Your task >>
Produce the records below again, word for word, but stop after the line that contains "pub mod transport;".

Saved entries:

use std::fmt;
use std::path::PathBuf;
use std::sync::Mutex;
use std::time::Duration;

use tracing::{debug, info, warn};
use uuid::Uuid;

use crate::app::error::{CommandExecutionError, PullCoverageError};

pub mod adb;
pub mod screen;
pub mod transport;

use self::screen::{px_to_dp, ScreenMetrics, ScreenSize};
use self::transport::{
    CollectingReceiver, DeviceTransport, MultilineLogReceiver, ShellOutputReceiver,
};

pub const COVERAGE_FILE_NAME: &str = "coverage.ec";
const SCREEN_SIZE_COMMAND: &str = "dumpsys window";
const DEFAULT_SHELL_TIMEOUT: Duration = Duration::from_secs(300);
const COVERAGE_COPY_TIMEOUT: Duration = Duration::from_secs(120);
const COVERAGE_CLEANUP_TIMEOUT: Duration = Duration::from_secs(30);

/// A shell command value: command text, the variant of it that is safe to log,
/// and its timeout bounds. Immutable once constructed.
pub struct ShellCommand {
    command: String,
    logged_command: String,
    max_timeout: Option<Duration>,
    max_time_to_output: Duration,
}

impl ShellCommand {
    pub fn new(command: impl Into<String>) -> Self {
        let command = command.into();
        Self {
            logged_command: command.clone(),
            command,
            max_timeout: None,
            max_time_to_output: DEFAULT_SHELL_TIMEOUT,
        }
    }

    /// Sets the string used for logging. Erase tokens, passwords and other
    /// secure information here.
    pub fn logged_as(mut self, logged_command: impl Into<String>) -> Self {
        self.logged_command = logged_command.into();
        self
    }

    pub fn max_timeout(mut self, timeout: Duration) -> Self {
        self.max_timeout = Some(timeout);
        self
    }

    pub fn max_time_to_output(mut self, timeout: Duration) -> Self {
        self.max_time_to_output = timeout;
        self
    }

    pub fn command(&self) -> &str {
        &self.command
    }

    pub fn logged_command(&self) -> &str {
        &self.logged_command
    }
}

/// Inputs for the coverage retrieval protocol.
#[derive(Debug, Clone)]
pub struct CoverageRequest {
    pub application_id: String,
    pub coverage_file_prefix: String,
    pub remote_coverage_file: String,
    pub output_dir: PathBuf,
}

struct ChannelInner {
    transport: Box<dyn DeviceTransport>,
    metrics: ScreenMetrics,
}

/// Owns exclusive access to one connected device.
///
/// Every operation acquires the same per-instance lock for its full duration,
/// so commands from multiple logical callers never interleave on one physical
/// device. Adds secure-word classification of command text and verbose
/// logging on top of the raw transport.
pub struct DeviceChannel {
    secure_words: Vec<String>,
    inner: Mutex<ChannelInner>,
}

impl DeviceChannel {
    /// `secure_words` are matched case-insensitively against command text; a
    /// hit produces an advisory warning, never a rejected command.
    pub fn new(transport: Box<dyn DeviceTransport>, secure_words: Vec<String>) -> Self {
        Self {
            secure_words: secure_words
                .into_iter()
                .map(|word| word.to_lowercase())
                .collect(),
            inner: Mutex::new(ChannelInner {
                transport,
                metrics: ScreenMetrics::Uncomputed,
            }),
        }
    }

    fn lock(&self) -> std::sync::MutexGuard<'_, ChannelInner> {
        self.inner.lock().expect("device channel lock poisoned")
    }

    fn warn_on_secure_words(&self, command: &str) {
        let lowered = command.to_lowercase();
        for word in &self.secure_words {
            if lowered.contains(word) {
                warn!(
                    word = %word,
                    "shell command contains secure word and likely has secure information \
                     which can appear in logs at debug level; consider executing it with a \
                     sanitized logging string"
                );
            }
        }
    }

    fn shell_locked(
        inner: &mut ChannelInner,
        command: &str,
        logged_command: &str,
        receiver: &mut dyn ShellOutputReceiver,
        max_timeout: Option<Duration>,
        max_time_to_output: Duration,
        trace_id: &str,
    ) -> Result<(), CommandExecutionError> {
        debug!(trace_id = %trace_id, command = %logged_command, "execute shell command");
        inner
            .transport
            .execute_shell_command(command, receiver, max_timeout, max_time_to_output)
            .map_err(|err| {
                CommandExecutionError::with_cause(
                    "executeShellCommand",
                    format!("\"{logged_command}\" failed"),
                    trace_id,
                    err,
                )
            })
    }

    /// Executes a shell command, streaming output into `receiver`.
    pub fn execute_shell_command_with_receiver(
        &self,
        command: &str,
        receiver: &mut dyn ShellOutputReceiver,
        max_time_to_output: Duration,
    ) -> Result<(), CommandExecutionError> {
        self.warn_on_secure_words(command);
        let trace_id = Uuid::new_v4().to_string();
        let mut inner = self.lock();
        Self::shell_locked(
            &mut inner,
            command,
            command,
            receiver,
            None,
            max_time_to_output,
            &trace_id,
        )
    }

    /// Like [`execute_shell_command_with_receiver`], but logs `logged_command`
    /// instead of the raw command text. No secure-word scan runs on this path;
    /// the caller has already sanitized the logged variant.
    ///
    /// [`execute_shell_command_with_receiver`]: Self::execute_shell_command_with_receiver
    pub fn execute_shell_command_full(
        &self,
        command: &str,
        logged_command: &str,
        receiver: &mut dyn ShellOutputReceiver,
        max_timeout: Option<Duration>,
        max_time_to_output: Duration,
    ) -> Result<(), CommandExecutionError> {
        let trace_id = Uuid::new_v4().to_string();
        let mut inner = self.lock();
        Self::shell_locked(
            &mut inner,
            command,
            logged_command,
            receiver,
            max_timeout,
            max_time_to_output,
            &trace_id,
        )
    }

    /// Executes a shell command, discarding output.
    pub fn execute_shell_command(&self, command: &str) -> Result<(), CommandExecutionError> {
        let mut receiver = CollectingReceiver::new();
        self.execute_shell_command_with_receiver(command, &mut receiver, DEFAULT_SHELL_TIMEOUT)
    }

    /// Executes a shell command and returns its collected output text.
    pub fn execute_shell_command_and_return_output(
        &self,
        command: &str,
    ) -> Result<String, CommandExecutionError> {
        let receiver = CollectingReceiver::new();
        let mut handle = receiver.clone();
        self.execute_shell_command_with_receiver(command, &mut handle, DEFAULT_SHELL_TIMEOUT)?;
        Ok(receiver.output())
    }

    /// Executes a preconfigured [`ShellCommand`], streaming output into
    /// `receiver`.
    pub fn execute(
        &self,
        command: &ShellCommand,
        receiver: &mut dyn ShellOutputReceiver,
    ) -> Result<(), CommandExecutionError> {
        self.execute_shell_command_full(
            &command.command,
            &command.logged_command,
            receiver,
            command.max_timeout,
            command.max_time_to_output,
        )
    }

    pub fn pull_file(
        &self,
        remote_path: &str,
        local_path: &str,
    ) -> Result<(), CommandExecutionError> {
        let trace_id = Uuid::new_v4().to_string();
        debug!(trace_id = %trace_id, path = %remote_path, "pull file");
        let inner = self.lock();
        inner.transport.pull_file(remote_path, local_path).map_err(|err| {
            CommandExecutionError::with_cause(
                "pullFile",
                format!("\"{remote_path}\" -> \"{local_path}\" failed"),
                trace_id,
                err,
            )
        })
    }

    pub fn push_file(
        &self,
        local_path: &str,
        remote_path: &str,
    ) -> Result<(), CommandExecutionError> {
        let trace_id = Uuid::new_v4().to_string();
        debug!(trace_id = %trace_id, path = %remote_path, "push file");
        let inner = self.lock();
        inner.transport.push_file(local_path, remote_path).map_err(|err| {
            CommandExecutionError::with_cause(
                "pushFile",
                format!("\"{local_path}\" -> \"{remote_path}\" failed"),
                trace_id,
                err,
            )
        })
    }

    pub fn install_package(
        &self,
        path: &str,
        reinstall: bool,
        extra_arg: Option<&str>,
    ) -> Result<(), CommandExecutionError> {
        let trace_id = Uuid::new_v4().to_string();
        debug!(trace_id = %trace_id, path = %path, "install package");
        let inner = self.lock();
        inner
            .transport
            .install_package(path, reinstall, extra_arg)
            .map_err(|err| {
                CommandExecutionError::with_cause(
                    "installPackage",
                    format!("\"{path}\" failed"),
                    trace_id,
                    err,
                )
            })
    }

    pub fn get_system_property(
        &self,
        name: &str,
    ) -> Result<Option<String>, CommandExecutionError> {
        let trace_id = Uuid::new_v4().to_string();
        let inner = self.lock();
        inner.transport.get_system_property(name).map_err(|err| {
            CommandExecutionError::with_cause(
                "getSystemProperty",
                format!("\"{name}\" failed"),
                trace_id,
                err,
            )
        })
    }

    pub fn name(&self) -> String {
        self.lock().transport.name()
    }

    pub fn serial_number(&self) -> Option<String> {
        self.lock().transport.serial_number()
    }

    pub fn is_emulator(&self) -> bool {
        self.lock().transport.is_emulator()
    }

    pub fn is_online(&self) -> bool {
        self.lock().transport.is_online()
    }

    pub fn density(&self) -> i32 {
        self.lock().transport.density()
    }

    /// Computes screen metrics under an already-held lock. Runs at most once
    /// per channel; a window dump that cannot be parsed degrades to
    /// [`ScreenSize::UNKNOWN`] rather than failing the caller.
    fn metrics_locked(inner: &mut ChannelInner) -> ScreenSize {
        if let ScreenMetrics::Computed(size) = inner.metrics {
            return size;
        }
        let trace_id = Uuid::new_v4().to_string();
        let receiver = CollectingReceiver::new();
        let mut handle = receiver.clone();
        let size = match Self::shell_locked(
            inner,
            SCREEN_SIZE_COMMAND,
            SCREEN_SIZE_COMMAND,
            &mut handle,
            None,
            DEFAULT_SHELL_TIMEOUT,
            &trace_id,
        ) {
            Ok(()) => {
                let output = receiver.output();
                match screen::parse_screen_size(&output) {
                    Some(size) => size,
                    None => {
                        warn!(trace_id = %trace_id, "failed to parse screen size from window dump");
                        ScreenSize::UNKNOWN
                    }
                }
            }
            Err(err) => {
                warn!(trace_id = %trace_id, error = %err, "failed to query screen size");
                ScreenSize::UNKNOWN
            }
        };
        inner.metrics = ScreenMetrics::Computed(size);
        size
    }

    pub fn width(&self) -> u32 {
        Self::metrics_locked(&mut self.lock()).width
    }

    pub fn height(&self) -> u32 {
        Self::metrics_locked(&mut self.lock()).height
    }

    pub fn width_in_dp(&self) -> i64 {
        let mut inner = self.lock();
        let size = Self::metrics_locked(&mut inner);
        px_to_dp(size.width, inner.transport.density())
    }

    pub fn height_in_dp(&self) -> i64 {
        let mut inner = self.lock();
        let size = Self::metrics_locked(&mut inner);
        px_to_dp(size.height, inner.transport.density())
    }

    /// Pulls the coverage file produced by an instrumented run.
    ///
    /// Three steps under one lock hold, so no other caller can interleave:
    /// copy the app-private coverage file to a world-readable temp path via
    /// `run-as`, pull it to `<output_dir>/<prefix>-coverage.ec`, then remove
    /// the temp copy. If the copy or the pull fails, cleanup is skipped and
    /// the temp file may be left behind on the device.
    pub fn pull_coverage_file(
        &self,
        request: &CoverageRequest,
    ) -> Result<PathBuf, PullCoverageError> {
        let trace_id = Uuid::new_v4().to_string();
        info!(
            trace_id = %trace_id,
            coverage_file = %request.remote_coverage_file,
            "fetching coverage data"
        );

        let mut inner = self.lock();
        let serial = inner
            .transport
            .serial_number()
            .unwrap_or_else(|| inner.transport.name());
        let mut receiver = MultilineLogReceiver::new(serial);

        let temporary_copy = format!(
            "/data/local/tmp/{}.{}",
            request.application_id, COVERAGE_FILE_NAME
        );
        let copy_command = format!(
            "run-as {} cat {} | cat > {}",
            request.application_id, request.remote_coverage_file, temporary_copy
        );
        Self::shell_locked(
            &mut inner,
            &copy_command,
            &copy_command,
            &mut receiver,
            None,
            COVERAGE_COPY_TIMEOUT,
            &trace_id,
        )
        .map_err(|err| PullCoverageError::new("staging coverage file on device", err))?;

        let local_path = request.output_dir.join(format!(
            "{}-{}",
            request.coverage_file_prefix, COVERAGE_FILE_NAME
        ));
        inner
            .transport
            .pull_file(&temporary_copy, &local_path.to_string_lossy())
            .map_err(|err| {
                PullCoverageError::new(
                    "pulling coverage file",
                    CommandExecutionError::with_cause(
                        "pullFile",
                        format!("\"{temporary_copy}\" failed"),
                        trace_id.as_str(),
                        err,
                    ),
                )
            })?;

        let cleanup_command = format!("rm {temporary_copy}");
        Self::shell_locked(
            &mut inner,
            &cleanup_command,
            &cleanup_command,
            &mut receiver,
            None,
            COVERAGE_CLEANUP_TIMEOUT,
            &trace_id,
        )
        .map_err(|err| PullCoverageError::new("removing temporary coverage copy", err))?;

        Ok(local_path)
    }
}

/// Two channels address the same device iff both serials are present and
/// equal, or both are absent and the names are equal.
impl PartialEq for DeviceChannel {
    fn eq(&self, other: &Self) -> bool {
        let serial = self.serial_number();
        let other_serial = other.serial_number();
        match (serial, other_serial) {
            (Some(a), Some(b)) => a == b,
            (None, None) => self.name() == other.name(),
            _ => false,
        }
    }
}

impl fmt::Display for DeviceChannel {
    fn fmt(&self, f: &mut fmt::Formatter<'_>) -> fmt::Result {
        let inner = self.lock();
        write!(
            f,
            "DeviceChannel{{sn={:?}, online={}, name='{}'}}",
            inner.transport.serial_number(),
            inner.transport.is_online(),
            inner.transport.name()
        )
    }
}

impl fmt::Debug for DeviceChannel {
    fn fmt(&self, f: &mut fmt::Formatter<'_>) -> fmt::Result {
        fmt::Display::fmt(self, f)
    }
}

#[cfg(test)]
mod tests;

Result >>
use std::fmt;
use std::path::PathBuf;
use std::sync::Mutex;
use std::time::Duration;

use tracing::{debug, info, warn};
use uuid::Uuid;

use crate::app::error::{CommandExecutionError, PullCoverageError};

pub mod adb;
pub mod screen;
pub mod transport;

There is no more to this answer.